Former Pope Benedict XVI breaks silence to reaffirm celibacy in the priesthood

Issued on: 13/01/2020 – France24.com

Pope Emeritus Benedict XVI (R) stands with cardinals during a papal consistory for the creation of new Cardinals on February 14, 2015, at St. Peter's Basilica in Vatican City.
Pope Emeritus Benedict XVI (R) stands with cardinals during a papal consistory for the creation of new Cardinals on February 14, 2015, at St. Peter’s Basilica in Vatican City. © Andreas Solaro, AFP

Text by:NEWS WIRES

Retired Pope Benedict XVI has broken his silence to reaffirm the “necessity” of priestly celibacy, co-authoring a bombshell book at the precise moment that Pope Francis is weighing whether to allow married men to be ordained to address the Catholic priest shortage.

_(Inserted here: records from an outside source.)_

use std::collections::HashSet;

use serde::Serialize;
use tracing::debug;

use crate::posting::CanonicalPosting;

const TITLE_KEY_CHARS: usize = 50;
const COMPANY_KEY_CHARS: usize = 30;

#[derive(Debug, Clone, Copy, PartialEq, Eq, Serialize)]
#[serde(rename_all = "snake_case")]
pub enum DuplicateReason {
    Url,
    TitleCompany,
}

/// A posting dropped because an earlier survivor shared one of its keys.
#[derive(Debug, Clone)]
pub struct Duplicate {
    pub reason: DuplicateReason,
    pub key: String,
    pub posting: CanonicalPosting,
}

#[derive(Debug, Default)]
pub struct Deduped {
    pub kept: Vec<CanonicalPosting>,
    pub dropped: Vec<Duplicate>,
}

/// Lowercased title (50 chars) and company (30 chars).
pub fn title_company_key(job: &CanonicalPosting) -> String {
    let title: String = job.title.to_lowercase().chars().take(TITLE_KEY_CHARS).collect();
    let company: String = job.company.to_lowercase().chars().take(COMPANY_KEY_CHARS).collect();
    format!("{title}-{company}")
}

/// Keep the first posting per URL and per title+company, in input order.
/// Empty URLs never collide with each other.
pub fn dedupe(jobs: Vec<CanonicalPosting>) -> Deduped {
    let mut seen_urls: HashSet<String> = HashSet::new();
    let mut seen_titles: HashSet<String> = HashSet::new();
    let mut out = Deduped::default();

    for job in jobs {
        let tc_key = title_company_key(&job);

        let hit = if !job.job_url.is_empty() && seen_urls.contains(&job.job_url) {
            Some((DuplicateReason::Url, job.job_url.clone()))
        } else if seen_titles.contains(&tc_key) {
            Some((DuplicateReason::TitleCompany, tc_key.clone()))
        } else {
            None
        };

        if let Some((reason, key)) = hit {
            debug!(?reason, %key, "duplicate dropped");
            out.dropped.push(Duplicate {
                reason,
                key,
                posting: job,
            });
            continue;
        }

        if !job.job_url.is_empty() {
            seen_urls.insert(job.job_url.clone());
        }
        seen_titles.insert(tc_key);
        out.kept.push(job);
    }

    out
}

#[cfg(test)]
mod tests {
    use std::collections::BTreeSet;

    use super::*;
    use crate::posting::{MatchReasons, RawPosting};

    fn job(url: &str, title: &str, company: &str) -> CanonicalPosting {
        CanonicalPosting {
            title: title.into(),
            company: company.into(),
            location: String::new(),
            tags: vec![],
            job_url: url.into(),
            description: String::new(),
            skills: BTreeSet::new(),
            source: "test".into(),
            date_posted: None,
            salary: String::new(),
            is_remote: true,
            match_reasons: MatchReasons::default(),
            raw: RawPosting::new(),
        }
    }

    fn titles(jobs: &[CanonicalPosting]) -> Vec<&str> {
        jobs.iter().map(|j| j.title.as_str()).collect()
    }

    #[test]
    fn same_url_keeps_the_first() {
        let out = dedupe(vec![
            job("http://a/3", "Data Analyst", "Acme"),
            job("http://a/3", "Junior Analyst", "Other"),
        ]);
        assert_eq!(titles(&out.kept), vec!["Data Analyst"]);
        assert_eq!(out.dropped.len(), 1);
        assert_eq!(out.dropped[0].reason, DuplicateReason::Url);
        assert_eq!(out.dropped[0].key, "http://a/3");
    }

    #[test]
    fn empty_urls_are_always_distinct() {
        let out = dedupe(vec![job("", "Data Analyst", "Acme"), job("", "BI Analyst", "Beta")]);
        assert_eq!(out.kept.len(), 2);
        assert!(out.dropped.is_empty());
    }

    #[test]
    fn title_and_company_collide_case_insensitively() {
        let out = dedupe(vec![
            job("http://a/1", "Data Analyst", "Acme"),
            job("http://b/1", "DATA ANALYST", "acme"),
            job("", "data analyst", "ACME"),
        ]);
        assert_eq!(out.kept.len(), 1);
        assert!(out
            .dropped
            .iter()
            .all(|d| d.reason == DuplicateReason::TitleCompany && d.key == "data analyst-acme"));
    }

    #[test]
    fn key_truncates_by_characters() {
        let long_title = "é".repeat(80);
        let key = title_company_key(&job("", &long_title, &"Ç".repeat(40)));
        assert_eq!(key, format!("{}-{}", "é".repeat(50), "ç".repeat(30)));

        let out = dedupe(vec![
            job("u1", &format!("{}A", "x".repeat(50)), "Co"),
            job("u2", &format!("{}B", "x".repeat(50)), "Co"),
        ]);
        assert_eq!(out.kept.len(), 1);
    }

    #[test]
    fn order_is_preserved_without_duplicates() {
        let input: Vec<_> = (0..5)
            .map(|i| job(&format!("http://a/{i}"), &format!("Role {i}"), "Acme"))
            .collect();
        let out = dedupe(input.clone());
        assert_eq!(out.kept, input);
    }

    #[test]
    fn dedupe_is_idempotent() {
        let input = vec![
            job("http://a/1", "Data Analyst", "Acme"),
            job("", "Data Analyst", "Acme"),
            job("", "Analyst", "Beta"),
            job("http://a/1", "Other", "Gamma"),
            job("", "Analyst", "Gamma"),
            job("", "Analyst", "Gamma"),
        ];
        let once = dedupe(input).kept;
        let twice = dedupe(once.clone()).kept;
        assert_eq!(once, twice);
        assert_eq!(titles(&once), vec!["Data Analyst", "Analyst", "Analyst"]);
    }
}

Benedict wrote the book, “From the Depths of Our Hearts: Priesthood, Celibacy and the Crisis of the Catholic Church,” along with his fellow conservative, Guinean Cardinal Robert Sarah, who heads the Vatican’s liturgy office and has been a quiet critic of Francis.

The French daily Le Figaro published excerpts of the book late Sunday; The Associated Press obtained galleys of the English edition, which is being published by Ignatius Press.

Benedict’s intervention is extraordinary, given he had promised to remain “hidden from the world” when he retired in 2013, and pledged his obedience to the new pope. He has largely held to that pledge, though he penned an odd essay last year on the sexual abuse scandal that blamed the crisis on the sexual revolution of the 1960s.

His reaffirmation of priestly celibacy, however, gets to the heart of a fraught policy issue that Francis is expected to weigh in on in the coming weeks, and could well be considered a public attempt by the former pope to sway the thinking of the current one.

The implications for such an intervention are grave, given the current opposition to Francis by conservatives and traditionalists nostalgic for Benedict’s orthodoxy, some of whom even consider his resignation illegitimate.

Mark Brumley@mabrumley

Story broke so I can say: Ignatius Press is publishing the new book by Pope Emeritus Benedict and Cardinal Robert Sarah. The title: FROM THE DEPTHS OF OUR HEARTS: PRIESTHOOD, CELIBACY, AND THE CRISIS OF THE CATHOLIC CHURCH. Available for pre-order tomorrow, Jan 13. Ships Feb 20.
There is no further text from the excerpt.